Women of the Wall: What are you trying to do? Is this about true dialogue with Hashem or public grandstanding? Unleashing the she-man is becoming a man-with-a-mission; it’s hubris.

You say: “I want to help.”

I say: “Oh, please don’t.”

Pam Peled:

In 1928, when Virginia Woolf lectured at a women’s college in England, she unwittingly stepped on the grass.

“Instantly a man’s figure rose to intercept me,” she recalled. “Nor did I at first understand that the gesticulations of a curious-looking object, in a cut-away coat and evening shirt, were aimed at me. His face expressed horror and indignation.”

Women were not allowed on the lawns in Oxford, nor into the library.

The religious establishment in Israel would feel right at home in A Room of One’s Own. The upholders of our morals and Judaism’s piety applaud hiding women in back rooms and stifling their voices (not only, God forbid, when singing).

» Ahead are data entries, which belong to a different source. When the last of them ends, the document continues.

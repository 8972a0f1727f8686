//! Folio: desktop client for the book search and recommendation demo
//!
//! The backend owns ranking, scoring and feedback aggregation; this crate
//! renders its results, tracks request state per flow, sends feedback events
//! and manages the display theme.

pub mod app;
pub mod backend;
pub mod commands;
pub mod config;
pub mod controller;
pub mod error;
pub mod native;
pub mod tags;
pub mod theme;
pub mod ui;

pub use error::{Error, Result};
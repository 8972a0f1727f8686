//! System light/dark preference
//!
//! Queried through the desktop's own tooling; `FOLIO_COLOR_SCHEME` overrides.
//! Anything unrecognised counts as light.

use std::process::Command;

pub const ENV_OVERRIDE: &str = "FOLIO_COLOR_SCHEME";

pub fn prefers_dark() -> bool {
    if let Ok(value) = std::env::var(ENV_OVERRIDE) {
        if let Some(dark) = parse_override(&value) {
            return dark;
        }
    }
    query_platform().unwrap_or(false)
}

/// Async wrapper for use from UI subscriptions
pub async fn detect() -> bool {
    tokio::task::spawn_blocking(prefers_dark)
        .await
        .unwrap_or(false)
}

fn parse_override(value: &str) -> Option<bool> {
    match value.trim().to_lowercase().as_str() {
        "dark" => Some(true),
        "light" => Some(false),
        _ => None,
    }
}

#[cfg(target_os = "macos")]
fn query_platform() -> Option<bool> {
    // Key is absent entirely in light mode, which makes `defaults` exit non-zero
    let output = Command::new("defaults")
        .args(["read", "-g", "AppleInterfaceStyle"])
        .output()
        .ok()?;
    Some(output.status.success() && String::from_utf8_lossy(&output.stdout).trim() == "Dark")
}

#[cfg(not(target_os = "macos"))]
fn query_platform() -> Option<bool> {
    let output = Command::new("gsettings")
        .args(["get", "org.gnome.desktop.interface", "color-scheme"])
        .output()
        .ok()?;
    if !output.status.success() {
        return None;
    }
    Some(parse_gnome_color_scheme(&String::from_utf8_lossy(&output.stdout)))
}

#[cfg_attr(target_os = "macos", allow(dead_code))]
fn parse_gnome_color_scheme(value: &str) -> bool {
    value.trim().trim_matches('\'').eq_ignore_ascii_case("prefer-dark")
}
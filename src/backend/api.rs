//! HTTP client for the recommendation backend API

use reqwest::{Client, StatusCode};
use serde::de::DeserializeOwned;
use serde_json::Value;
use thiserror::Error;

use super::types::{FeedbackEvent, Recommendation, SearchItem};

/// Failure of a single backend call.
///
/// Kept cloneable so it can ride along in UI messages.
#[derive(Error, Debug, Clone, PartialEq)]
pub enum BackendError {
    /// Network, DNS or connection failure before a status line arrived
    #[error("{0}")]
    Transport(String),

    /// Non-2xx response, with the `detail` field of the body when present
    #[error("{}", server_message(.status, .detail))]
    Server { status: u16, detail: Option<String> },

    /// 2xx response whose body could not be decoded
    #[error("Invalid response from backend: {0}")]
    Decode(String),
}

fn server_message(status: &u16, detail: &Option<String>) -> String {
    match detail {
        Some(detail) => detail.clone(),
        None => format!("Request failed with status code {}", status),
    }
}

impl BackendError {
    /// Message shown in the UI; `fallback` covers errors with no usable text
    pub fn user_message(&self, fallback: &str) -> String {
        let message = self.to_string();
        if message.trim().is_empty() {
            fallback.to_string()
        } else {
            message
        }
    }
}

impl From<reqwest::Error> for BackendError {
    fn from(e: reqwest::Error) -> Self {
        if e.is_decode() {
            BackendError::Decode(e.to_string())
        } else {
            BackendError::Transport(e.to_string())
        }
    }
}

/// Client for communicating with the search/recommend backend
#[derive(Debug, Clone)]
pub struct BackendClient {
    client: Client,
    base_url: String,
}

impl BackendClient {
    pub fn new(base_url: &str) -> Self {
        Self::with_client(Client::new(), base_url)
    }

    pub fn with_client(client: Client, base_url: &str) -> Self {
        Self {
            client,
            base_url: base_url.trim_end_matches('/').to_string(),
        }
    }

    pub fn base_url(&self) -> &str {
        &self.base_url
    }

    /// Backend-hosted API documentation
    pub fn docs_url(&self) -> String {
        self.endpoint("docs")
    }

    fn endpoint(&self, name: &str) -> String {
        format!("{}/api/{}", self.base_url, name)
    }

    /// `GET /api/search?q=&limit=`
    pub async fn search(&self, query: &str, limit: u32) -> Result<Vec<SearchItem>, BackendError> {
        tracing::debug!("search q={:?} limit={}", query, limit);
        let response = self
            .client
            .get(self.endpoint("search"))
            .query(&[("q", query.to_string()), ("limit", limit.to_string())])
            .send()
            .await?;
        read_list(response).await
    }

    /// `GET /api/recommend?uid=&q=&k=`
    pub async fn recommend(
        &self,
        uid: &str,
        query: &str,
        k: u32,
    ) -> Result<Vec<Recommendation>, BackendError> {
        tracing::debug!("recommend uid={:?} q={:?} k={}", uid, query, k);
        let response = self
            .client
            .get(self.endpoint("recommend"))
            .query(&[
                ("uid", uid.to_string()),
                ("q", query.to_string()),
                ("k", k.to_string()),
            ])
            .send()
            .await?;
        read_list(response).await
    }

    /// `POST /api/feedback`; any 2xx counts as success and the body is ignored
    pub async fn send_feedback(&self, event: &FeedbackEvent) -> Result<(), BackendError> {
        tracing::debug!("feedback uid={:?} item={} action={}", event.uid, event.item_id, event.action);
        let response = self
            .client
            .post(self.endpoint("feedback"))
            .json(event)
            .send()
            .await?;

        let status = response.status();
        if status.is_success() {
            Ok(())
        } else {
            let body = response.text().await.unwrap_or_default();
            Err(server_error(status, &body))
        }
    }
}

async fn read_list<T: DeserializeOwned>(response: reqwest::Response) -> Result<Vec<T>, BackendError> {
    let status = response.status();
    let body = response.text().await?;
    decode_list(status, &body)
}

/// Interpret a list endpoint response.
///
/// A 2xx body that is not a JSON array yields an empty list, not an error.
pub fn decode_list<T: DeserializeOwned>(status: StatusCode, body: &str) -> Result<Vec<T>, BackendError> {
    if !status.is_success() {
        return Err(server_error(status, body));
    }

    match serde_json::from_str::<Value>(body) {
        Ok(Value::Array(items)) => items
            .into_iter()
            .map(serde_json::from_value::<T>)
            .collect::<Result<Vec<T>, _>>()
            .map_err(|e| BackendError::Decode(e.to_string())),
        Ok(other) => {
            tracing::warn!("Expected a JSON array, got {}; treating as empty", json_kind(&other));
            Ok(Vec::new())
        }
        Err(e) => {
            tracing::warn!("Response body is not JSON ({}); treating as empty", e);
            Ok(Vec::new())
        }
    }
}

/// Build a [`BackendError::Server`], pulling `detail` out of a JSON body.
pub fn server_error(status: StatusCode, body: &str) -> BackendError {
    let detail = serde_json::from_str::<Value>(body)
        .ok()
        .and_then(|v| v.get("detail").cloned())
        .and_then(|detail| match detail {
            Value::Null => None,
            Value::String(s) if s.trim().is_empty() => None,
            Value::String(s) => Some(s),
            other => Some(other.to_string()),
        });

    BackendError::Server {
        status: status.as_u16(),
        detail,
    }
}

fn json_kind(value: &Value) -> &'static str {
    match value {
        Value::Null => "null",
        Value::Bool(_) => "a boolean",
        Value::Number(_) => "a number",
        Value::String(_) => "a string",
        Value::Array(_) => "an array",
        Value::Object(_) => "an object",
    }
}
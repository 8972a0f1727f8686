//! Tag splitting for free-text tag/subject fields
//!
//! The backend stores tags as a single string with no fixed delimiter
//! convention, so display splitting is deliberately loose.

/// Maximum number of tags shown per item
pub const MAX_TAGS: usize = 8;

const DELIMITERS: [char; 4] = [',', ';', '|', '/'];

/// Split on any of `,;|/`, trim, drop empties, keep at most [`MAX_TAGS`].
pub fn split_tags(raw: &str) -> Vec<String> {
    raw.split(DELIMITERS)
        .map(str::trim)
        .filter(|tag| !tag.is_empty())
        .take(MAX_TAGS)
        .map(str::to_string)
        .collect()
}

#[cfg(test)]
mod tests {
    use super::*;

    #[test]
    fn test_mixed_delimiters() {
        assert_eq!(
            split_tags("Fiction, Classic; Drama|1900s"),
            vec!["Fiction", "Classic", "Drama", "1900s"]
        );
    }

    #[test]
    fn test_runs_of_delimiters_and_blanks() {
        assert_eq!(split_tags(" ,;a//b | ;; c,, "), vec!["a", "b", "c"]);
        assert!(split_tags("").is_empty());
        assert!(split_tags(" |/;, ").is_empty());
    }

    #[test]
    fn test_capped_at_eight() {
        let tags = split_tags("1,2,3,4,5,6,7,8,9,10");
        assert_eq!(tags.len(), MAX_TAGS);
        assert_eq!(tags.last().map(String::as_str), Some("8"));
    }

    #[test]
    fn test_inner_whitespace_kept() {
        assert_eq!(
            split_tags("Science fiction / Space opera"),
            vec!["Science fiction", "Space opera"]
        );
    }
}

As absurd as the idea of women being kept to the straight and narrow gravel paths moving apologetically over the green grass where men may freely wander, so is the notion that, if a proposed Shas Knesset bill passes, women in Israel may be jailed for wearing a tallit in a confined space at the Kotel. Really? You’ve got to be kidding.

This travesty – like covering hair and smothering arms, and erasing women’s faces on billboards – has nothing to do with religion. It’s another brutal way of putting women down.

I, personally, am missing that God-piece that compels me to don a kippa or wrap myself in a prayer shawl; I’m not entirely sure I’d feel the urge if I were a man. But, hey! To make it a criminal offense… and only in our own country? I have to wonder what God thinks of that.

Tzippi Sha-ked:

Noted: Buddhist Shrine: No outstretched legs, no feet towards altar, no chewing, gender-separated queues.

Hindu Temple: Wash before visiting, no shoes, accept gifts from priest with right hand.

Mosques: Shoulders and knees covered, women cover hair, remove shoes.

Kotel: Contested customs.

Noted: On a cold morning at the Kotel, a group of Christian, African-American women banded together as much for warmth as to sing joyous hymns to their savior. Moments later, a tour group of Asian ladies did the same, though it was unclear to whom they were singing. I was struck by the nonchalance exhibited by pious Jewish women in the vicinity. They didn’t so much as bat an eyelid as the tourists did their thing.

I wish Women of the Wall could be regarded with a similar tolerance and here’s why: First, I find it unpalatable that child-molesters, adulterers, get (divorce)-withholding individuals and other undesirable men may freely come to the wall, shed tears, and offer pathetic prayers without being escorted away, yet women sporting tallitot and embracing Torah scrolls can be barred or, worse, possibly arrested. Maybe we should start a screening process at the Wall? Second, I think God can handle tallit-sporting, tefillin- wrapping, scroll-holding ladies; He must find it more difficult to cope with aggressive Jews pontificating violently on His behalf. From either side of the divide.

With millions of us assimilating, there’s room at the wall for all, including WoW, although I do wonder what decorum standards these women would advocate.

Prayers are preferable to indifference.